Aug 20, 2012, 8:11 PM EST
Back in September 2000, a couple weeks before training camp opened, Popeye Jones was traded to the Washington Wizards. His fifth team in five years. That’s the business, but it’s tough on guys with a family.
So Jones told his wife to setting in Colorado (he had played in Denver before) and he would go on to Washington.
At that time his son Seth was 5, the age when you start playing little league and soccer and all the youth organized sports. And in Colorado at the time, when the Avalanche had Joe Sakic and Peter Forsberg, hockey was the sport all the kids wanted to play. Including Seth.
Now Seth, 17, is projected as a top 3 pick in next year’s NHL draft.
Over at CSNWashington.com they have the story of how it all came together starting back in 2000 when Popeye asked for some advice.
“I ran into Joe Sakic down at the arena and I just asked him about the game,” Popeye said.
“He didn’t know who I was and I just kind of asked him for advice with my kids wanting to play hockey and he just looked at me and said ‘from the looks of things your kids are going to be huge. You just need to make sure that they can skate.’”
Popeye got Seth skating lessons and the kid kept climbing the youth ranks — dad was 6’8” 250 so you knew his son would have size (Seth is 6’4”, 205 at age 17). Sometimes big guys struggle to skate well, but Seth kept up, started to really shine and with that size got moved to defense.
“I just kept telling him that defense wins championships,” Popeye said. “Maybe that was the professional in me, but I told him that if you can stop the other teams from scoring then you’re going to win games. After that, he really took to the position.”

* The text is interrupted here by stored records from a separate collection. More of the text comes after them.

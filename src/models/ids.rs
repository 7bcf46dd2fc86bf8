//! Identifiers for upstream Lichess entities.

use serde::{Deserialize, Serialize};
use std::fmt;

/// A Swiss tournament ID as issued by Lichess.
#[derive(Clone, PartialEq, Eq, PartialOrd, Ord, Hash, Serialize, Deserialize)]
#[serde(transparent)]
pub struct TournamentId(String);

impl TournamentId {
    pub fn new(id: String) -> Self {
        Self(id)
    }

    /// Get the ID as a string slice.
    pub fn as_str(&self) -> &str {
        &self.0
    }
}

impl fmt::Display for TournamentId {
    fn fmt(&self, f: &mut fmt::Formatter<'_>) -> fmt::Result {
        write!(f, "{}", self.0)
    }
}

impl fmt::Debug for TournamentId {
    fn fmt(&self, f: &mut fmt::Formatter<'_>) -> fmt::Result {
        write!(f, "TournamentId({})", self.0)
    }
}

impl From<String> for TournamentId {
    fn from(s: String) -> Self {
        Self(s)
    }
}

impl From<&str> for TournamentId {
    fn from(s: &str) -> Self {
        Self(s.to_string())
    }
}

/// A team as resolved by the upstream directory.
///
/// `name` is the canonical display name and is what team state is keyed by,
/// never the fragment a user typed.
#[derive(Debug, Clone, PartialEq, Eq, Hash, Serialize, Deserialize)]
pub struct TeamRef {
    pub id: String,
    pub name: String,
}

impl TeamRef {
    pub fn new(id: impl Into<String>, name: impl Into<String>) -> Self {
        Self {
            id: id.into(),
            name: name.into(),
        }
    }
}
//! Leaderboard formatting.
//!
//! Sorts a team table by score, keeps the top rows and renders them as a
//! fixed-width text table, as chat-sized text chunks, or as a PNG.

use std::cmp::Reverse;
use std::io::Cursor;

use font8x8::legacy::BASIC_LEGACY;
use image::{ImageFormat, Rgb, RgbImage};
use thiserror::Error;

use crate::models::{PlayerTally, Score, TeamTable};

const HEADERS: [&str; 6] = ["Rank", "Name", "Win", "Draw", "Loss", "Score"];
const COLUMN_GAP: &str = "  ";

// Image layout, in pixels
const GLYPH_SIZE: u32 = 8;
const SCALE: u32 = 2;
const LINE_GAP: u32 = 6;
const PADDING: u32 = 16;
const BACKGROUND: Rgb<u8> = Rgb([255, 255, 255]);
const FOREGROUND: Rgb<u8> = Rgb([32, 32, 32]);

/// Errors that can occur while rendering.
#[derive(Debug, Error)]
pub enum RenderError {
    #[error("Image encoding failed: {0}")]
    Image(#[from] image::ImageError),
}

/// One displayed leaderboard line.
#[derive(Debug, Clone, PartialEq, Eq)]
pub struct LeaderboardRow {
    /// 1-based display position
    pub rank: usize,
    pub name: String,
    pub tally: PlayerTally,
    pub score: Score,
}

/// A sorted, truncated view of a team table.
#[derive(Debug, Clone, PartialEq, Eq)]
pub struct Leaderboard {
    pub team: String,
    pub rows: Vec<LeaderboardRow>,
}

/// All rows of a table, best first. Equal scores are ordered by name.
fn ranked(table: &TeamTable) -> Vec<LeaderboardRow> {
    let mut rows: Vec<(&str, &PlayerTally, Score)> = table.rows().collect();
    rows.sort_by_key(|&(name, _, score)| (Reverse(score), name));
    rows.into_iter()
        .enumerate()
        .map(|(i, (name, tally, score))| LeaderboardRow {
            rank: i + 1,
            name: name.to_string(),
            tally: *tally,
            score,
        })
        .collect()
}

impl Leaderboard {
    /// Top `limit` players of `table`.
    pub fn from_table(table: &TeamTable, limit: usize) -> Self {
        let mut rows = ranked(table);
        rows.truncate(limit);
        Self {
            team: table.team.clone(),
            rows,
        }
    }

    /// Full-table position of one player (case-insensitive).
    pub fn position_of(table: &TeamTable, player: &str) -> Option<LeaderboardRow> {
        let player = player.to_lowercase();
        ranked(table).into_iter().find(|row| row.name == player)
    }

    pub fn is_empty(&self) -> bool {
        self.rows.is_empty()
    }

    /// Render as a fixed-width text table.
    pub fn render_text(&self) -> String {
        self.lines().join("\n")
    }

    /// Rendered lines, split into groups of at most `lines_per_chunk` lines
    /// and `max_chars` characters. A line longer than `max_chars` gets a
    /// chunk of its own.
    pub fn chunks(&self, lines_per_chunk: usize, max_chars: usize) -> Vec<String> {
        let lines_per_chunk = lines_per_chunk.max(1);
        let mut chunks = Vec::new();
        let mut current = String::new();
        let mut current_lines = 0;

        for line in self.lines() {
            let len = line.chars().count();
            let fits = current_lines < lines_per_chunk
                && current.chars().count() + 1 + len <= max_chars;
            if current_lines > 0 && !fits {
                chunks.push(std::mem::take(&mut current));
                current_lines = 0;
            }
            if current_lines > 0 {
                current.push('\n');
            }
            current.push_str(&line);
            current_lines += 1;
        }
        if current_lines > 0 {
            chunks.push(current);
        }
        chunks
    }

    fn lines(&self) -> Vec<String> {
        let cells: Vec<[String; 6]> = self
            .rows
            .iter()
            .map(|row| {
                [
                    row.rank.to_string(),
                    row.name.clone(),
                    row.tally.wins.to_string(),
                    row.tally.draws.to_string(),
                    row.tally.losses.to_string(),
                    row.score.to_string(),
                ]
            })
            .collect();

        let mut widths = HEADERS.map(|h| h.chars().count());
        for row in &cells {
            for (width, cell) in widths.iter_mut().zip(row) {
                *width = (*width).max(cell.chars().count());
            }
        }

        let format_line = |cells: [&str; 6]| -> String {
            cells
                .iter()
                .zip(widths)
                .enumerate()
                .map(|(col, (cell, width))| {
                    // Name is the only left-aligned column
                    if col == 1 {
                        format!("{:<width$}", cell, width = width)
                    } else {
                        format!("{:>width$}", cell, width = width)
                    }
                })
                .collect::<Vec<_>>()
                .join(COLUMN_GAP)
        };

        let mut lines = Vec::with_capacity(cells.len() + 2);
        lines.push(format_line(HEADERS));
        lines.push(
            widths
                .iter()
                .map(|w| "-".repeat(*w))
                .collect::<Vec<_>>()
                .join(COLUMN_GAP),
        );
        for row in &cells {
            lines.push(format_line(row.each_ref().map(String::as_str)));
        }
        lines
    }

    /// Rasterize the text table into a PNG.
    pub fn render_png(&self) -> Result<Vec<u8>, RenderError> {
        let lines = self.lines();
        let columns = lines
            .iter()
            .map(|l| l.chars().count() as u32)
            .max()
            .unwrap_or(0);
        let rows = lines.len() as u32;

        let cell = GLYPH_SIZE * SCALE;
        let width = columns * cell + 2 * PADDING;
        let height = rows * cell + rows.saturating_sub(1) * LINE_GAP + 2 * PADDING;

        let mut canvas = RgbImage::from_pixel(width, height, BACKGROUND);
        for (line_no, line) in lines.iter().enumerate() {
            let y0 = PADDING + line_no as u32 * (cell + LINE_GAP);
            for (col, ch) in line.chars().enumerate() {
                let x0 = PADDING + col as u32 * cell;
                draw_glyph(&mut canvas, ch, x0, y0);
            }
        }

        let mut bytes = Vec::new();
        canvas.write_to(&mut Cursor::new(&mut bytes), ImageFormat::Png)?;
        Ok(bytes)
    }
}

fn draw_glyph(canvas: &mut RgbImage, ch: char, x0: u32, y0: u32) {
    let index = if ch.is_ascii() { ch as usize } else { '?' as usize };
    for (dy, bits) in BASIC_LEGACY[index].iter().enumerate() {
        for dx in 0..GLYPH_SIZE {
            if bits & (1 << dx) == 0 {
                continue;
            }
            for sy in 0..SCALE {
                for sx in 0..SCALE {
                    canvas.put_pixel(
                        x0 + dx * SCALE + sx,
                        y0 + dy as u32 * SCALE + sy,
                        FOREGROUND,
                    );
                }
            }
        }
    }
}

Popeye moved the family to Dallas in 2007 when he became a Mavericks assistant coach, but his son played for elite travel teams there. A couple years later he moved to Ann Arbor to be part of the U.S. National Development Team, this past spring he captained USA Hockey’s under-18 team to a gold medal at the World U18 Championships.
Now he could be a top pick in next spring’s NHL draft.
“I know that he’s at a young age, but he’s also really mature,” Popeye said. “I think one of the main lessons that I’ve taught him is to keep your head down, keep working hard, don’t get caught up in all the press clippings and all of that and I think he’s done a terrific job of doing that. He’s humble and very hard working.”